TASK TO CARRY OUT:
Give the count of lines below that include the word "built", and say nothing else.

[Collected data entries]
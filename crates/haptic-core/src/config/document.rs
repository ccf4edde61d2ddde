//! The configuration document model.
//!
//! A document is a nested string-keyed mapping serialized as indented JSON so
//! users can edit it by hand. The top level carries two reserved keys:
//!
//! - `use-config` (boolean) – whether the on-disk document is honoured. When
//!   it is `false` or absent the store discards the file's content in memory
//!   and starts from [`default_document`] (the file itself is left alone until
//!   the next save overwrites it).
//! - `use-config-comment` – a string list explaining the switch to whoever
//!   opens the file. It is never read programmatically.
//!
//! Component entries live at `document[section][component][attribute]`, or
//! directly at `document[component][attribute]` when the section is the empty
//! string.

use std::collections::BTreeMap;

use serde::{Deserialize, Serialize};

/// Reserved top-level key: honour the on-disk document?
pub const USE_CONFIG_KEY: &str = "use-config";

/// Reserved top-level key: user-facing explanation of `use-config`.
pub const USE_CONFIG_COMMENT_KEY: &str = "use-config-comment";

/// Attributes whose name starts with this marker are private component state
/// and never persisted or restored.
pub const PRIVATE_PREFIX: char = '_';

/// A string-keyed mapping of configuration values.
///
/// `BTreeMap` keeps keys sorted, which makes serialization deterministic and
/// `save()` byte-idempotent.
pub type ConfigTable = BTreeMap<String, ConfigValue>;

/// A single configuration value.
///
/// Serialized untagged, so the JSON form is the natural one (`true`, `3`,
/// `2.5`, `"text"`, `[..]`, `{..}`). `Tuple` and `Seq` both serialize to a
/// JSON array; a bare array always deserializes as `Seq`. The distinction is
/// carried by the component's *declared* default: when a component declares a
/// `Tuple` and the document holds an array, the restored value is re-tagged
/// as `Tuple` (see the store's merge). No other cross-kind conversion exists.
#[derive(Debug, Clone, PartialEq, Serialize, Deserialize)]
#[serde(untagged)]
pub enum ConfigValue {
    Bool(bool),
    Int(i64),
    Float(f64),
    Str(String),
    Seq(Vec<ConfigValue>),
    Tuple(Vec<ConfigValue>),
    Map(ConfigTable),
}

/// The kind of a [`ConfigValue`], used for eligibility checks and for
/// re-tagging tuples on restore.
#[derive(Debug, Clone, Copy, PartialEq, Eq)]
pub enum ValueKind {
    Bool,
    Int,
    Float,
    Str,
    Seq,
    Tuple,
    Map,
}

impl ConfigValue {
    /// Returns the kind of this value.
    pub fn kind(&self) -> ValueKind {
        match self {
            ConfigValue::Bool(_) => ValueKind::Bool,
            ConfigValue::Int(_) => ValueKind::Int,
            ConfigValue::Float(_) => ValueKind::Float,
            ConfigValue::Str(_) => ValueKind::Str,
            ConfigValue::Seq(_) => ValueKind::Seq,
            ConfigValue::Tuple(_) => ValueKind::Tuple,
            ConfigValue::Map(_) => ValueKind::Map,
        }
    }

    /// Whether a declared attribute of this kind participates in attach.
    ///
    /// Plain sequences are legal *document* values (the `use-config-comment`
    /// field is one) but are not part of the eligible attribute set; a
    /// declared `Seq` attribute is silently skipped.
    pub fn is_attachable(&self) -> bool {
        !matches!(self, ConfigValue::Seq(_))
    }

    /// Builds a fixed-size tuple value.
    pub fn tuple(items: impl Into<Vec<ConfigValue>>) -> Self {
        ConfigValue::Tuple(items.into())
    }

    pub fn as_bool(&self) -> Option<bool> {
        match self {
            ConfigValue::Bool(b) => Some(*b),
            _ => None,
        }
    }

    pub fn as_int(&self) -> Option<i64> {
        match self {
            ConfigValue::Int(i) => Some(*i),
            _ => None,
        }
    }

    pub fn as_float(&self) -> Option<f64> {
        match self {
            ConfigValue::Float(f) => Some(*f),
            _ => None,
        }
    }

    pub fn as_str(&self) -> Option<&str> {
        match self {
            ConfigValue::Str(s) => Some(s),
            _ => None,
        }
    }

    /// Returns the items of a `Seq` or `Tuple` value.
    pub fn as_items(&self) -> Option<&[ConfigValue]> {
        match self {
            ConfigValue::Seq(items) | ConfigValue::Tuple(items) => Some(items),
            _ => None,
        }
    }

    pub fn as_table(&self) -> Option<&ConfigTable> {
        match self {
            ConfigValue::Map(table) => Some(table),
            _ => None,
        }
    }
}

// From impls for the primitive kinds so declarations read naturally:
// `.with("port", 8000)` / `.with("speed", 1.0)` / `.with("label", "x")`.
// Only one integer and one float impl exist so literal inference is unambiguous.

impl From<bool> for ConfigValue {
    fn from(value: bool) -> Self {
        ConfigValue::Bool(value)
    }
}

impl From<i64> for ConfigValue {
    fn from(value: i64) -> Self {
        ConfigValue::Int(value)
    }
}

impl From<f64> for ConfigValue {
    fn from(value: f64) -> Self {
        ConfigValue::Float(value)
    }
}

impl From<&str> for ConfigValue {
    fn from(value: &str) -> Self {
        ConfigValue::Str(value.to_string())
    }
}

impl From<String> for ConfigValue {
    fn from(value: String) -> Self {
        ConfigValue::Str(value)
    }
}

impl From<Vec<ConfigValue>> for ConfigValue {
    fn from(value: Vec<ConfigValue>) -> Self {
        ConfigValue::Seq(value)
    }
}

impl From<ConfigTable> for ConfigValue {
    fn from(value: ConfigTable) -> Self {
        ConfigValue::Map(value)
    }
}

/// The built-in default document: configuration disabled, plus the
/// explanatory comment embedded for whoever opens the file.
pub fn default_document() -> ConfigTable {
    let mut doc = ConfigTable::new();
    doc.insert(USE_CONFIG_KEY.to_string(), ConfigValue::Bool(false));
    doc.insert(
        USE_CONFIG_COMMENT_KEY.to_string(),
        ConfigValue::Seq(vec![
            "Set to true if you edit the config file manually.".into(),
            "If false, the config file will be overwritten with the default config every restart."
                .into(),
        ]),
    );
    doc
}

/// Whether a loaded document asks to be honoured.
///
/// Only a literal boolean `true` counts; any other value (or absence) means
/// the built-in defaults supersede the file in memory.
pub fn honours_file(doc: &ConfigTable) -> bool {
    matches!(doc.get(USE_CONFIG_KEY), Some(ConfigValue::Bool(true)))
}

// ── Tests ─────────────────────────────────────────────────────────────────────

RESPONSE FOR THIS EXERCISE:
2